Almost two years

Cisbell
on 8/12/05 4:28 am
I tried to post this a couple of weeks ago. Now that we are all at the almost two years out milestone, what do you have to say for yourself? Me--grateful to have lost 100 lbs, grateful to be moving again, grateful my lab work looks so much better than it did, grateful that I'm not hurting in my feet, knees, ankles, and back like I was before the surgery. I physically feel years younger. I would like to lose about 20 more lbs, but I am very happy with my outcome so far. Without the surgery, I think I'd be on a walker or in a wheelchair by now. Now, I have stamina, I'm no marathon runner, but I can shop till I drop now. What do you have to say? connie
Kim M.
on 9/11/05 4:36 pm - Auburn, WA
9/11/05 As I sat today remembering 9/11/01 watching a show about that day I sat and cried for that loss of life. I could not imagine living in a tragedy that immense. I did not know anyone who died that day. I would guess I would have to say I was a lucky one. But there were many that were not. I also thought about my life in the last few years, and this is what I found. Sept 16th will be two years. I am down 170 lbs which is "INCREDIBLE" and I will be always grateful for the surgery. Some things I have encountered have been so odd for a woman who had no teenage years from thinking she was a huge balloon... and no social life. It has been odd to adjust to having one. I love that I feel so free to do things and that I can move about, fit on airplanes, don't have to use the handicap stalls in the public restroom, can fit into movie seats and the booth at the restaurant. I can wear an XL shirt and size 18 pants.
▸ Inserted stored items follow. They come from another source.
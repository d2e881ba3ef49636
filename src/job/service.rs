use std::sync::Arc;

use serde::Deserialize;
use uuid::Uuid;

use crate::error::{JobError, Result};
use crate::job::record::JobRecord;
use crate::lock::LockManager;
use crate::scheduler::batch::{BatchCompleter, BatchOutcome};
use crate::store::{Page, RecordStore, SearchQuery};

#[derive(Debug, Clone, Deserialize)]
pub struct NewJob {
    pub title: String,
    pub description: String,
}

/// Partial edit. Absent fields are left alone; present ones must not be blank.
#[derive(Debug, Clone, Default, Deserialize)]
pub struct JobUpdate {
    pub title: Option<String>,
    pub description: Option<String>,
}

/// Job operations for the API and CLI.
///
/// Every mutation of an existing job runs under that job's lock and re-reads
/// the record inside the critical section before applying the change.
#[derive(Debug, Clone)]
pub struct JobService {
    store: Arc<RecordStore>,
    locks: Arc<LockManager>,
    batch: BatchCompleter,
}

impl JobService {
    pub fn new(store: Arc<RecordStore>, locks: Arc<LockManager>) -> Self {
        let batch = BatchCompleter::new(store.clone(), locks.clone());
        Self { store, locks, batch }
    }

    pub fn store(&self) -> &Arc<RecordStore> {
        &self.store
    }

    pub fn locks(&self) -> &Arc<LockManager> {
        &self.locks
    }

    pub fn batch_completer(&self) -> &BatchCompleter {
        &self.batch
    }

    pub async fn create(&self, new_job: NewJob) -> Result<JobRecord> {
        let job = JobRecord::new(new_job.title, new_job.description)?;
        let job = self.store.create(job)?;
        tracing::info!(job_id = %job.id, title = %job.title, "Job created");
        Ok(job)
    }

    pub async fn get(&self, id: Uuid) -> Result<JobRecord> {
        self.store
            .find_by_id(&id)?
            .ok_or_else(|| JobError::NotFound(id.to_string()))
    }

    pub async fn list(&self) -> Result<Vec<JobRecord>> {
        self.store.find_all()
    }

    pub async fn list_paginated(&self, page: usize, size: usize) -> Result<Page<JobRecord>> {
        self.store.find_all_paginated(page, size)
    }

    pub async fn search(&self, query: SearchQuery) -> Result<Vec<JobRecord>> {
        self.store.search(&query)
    }

    pub async fn update(&self, id: Uuid, changes: JobUpdate) -> Result<JobRecord> {
        self.mutate(id, move |job| {
            if let Some(title) = changes.title {
                job.update_title(title)?;
            }
            if let Some(description) = changes.description {
                job.update_description(description)?;
            }
            Ok(())
        })
        .await
    }

    pub async fn complete(&self, id: Uuid) -> Result<JobRecord> {
        self.mutate(id, JobRecord::complete).await
    }

    pub async fn cancel(&self, id: Uuid) -> Result<JobRecord> {
        self.mutate(id, JobRecord::cancel).await
    }

    pub async fn reopen(&self, id: Uuid) -> Result<JobRecord> {
        self.mutate(id, JobRecord::reopen).await
    }

    pub async fn delete(&self, id: Uuid) -> Result<bool> {
        self.locks
            .run_exclusive(&id.to_string(), || async {
                let deleted = self.store.delete(&id)?;
                tracing::info!(job_id = %id, "Job deleted");
                Ok::<_, JobError>(deleted)
            })
            .await
    }

    /// Complete every job that is still pending.
    pub async fn complete_pending(&self) -> Result<BatchOutcome> {
        self.batch.run().await
    }

    async fn mutate<F>(&self, id: Uuid, apply: F) -> Result<JobRecord>
    where
        F: FnOnce(&mut JobRecord) -> Result<()> + Send,
    {
        self.locks
            .run_exclusive(&id.to_string(), || async move {
                let mut job = self
                    .store
                    .find_by_id(&id)?
                    .ok_or_else(|| JobError::NotFound(id.to_string()))?;
                apply(&mut job)?;
                let job = self.store.update(job)?;
                tracing::debug!(job_id = %id, status = %job.status, "Job mutated");
                Ok::<_, JobError>(job)
            })
            .await
    }
}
Two years ago I could only fit into STRECHY cotton size 32 and was close to size 34. I have a good job that I physically could not do two years ago. Because of that job I was able to buy my first home (condo really, but it is mine) and I got the keys just this last Friday. While I have struggled with a few medical issues, the last month especially, if I was told what the last two years would hold for me before I had the surgery I would still jump at the chance to have this change in my life. I also do not love the bathroom issues I have but you take the bad with the good!! I still want to loose about 65 pounds. I have been at this same weight for the last 8 months or so and so I am worried that I will never loose that last bit. Any tips to jump start my weight loss again would be happily accepted!! I just wanted people to know that this can really change your life -- It made me really step back and see what I wanted and where I wanted to go. It literally saved my life, and in retrospect gave me a life. A life I can be happy in and proud to say "I LIVE THIS LIFE" and I can only say to that is that God is good to give me this 2nd chance at life.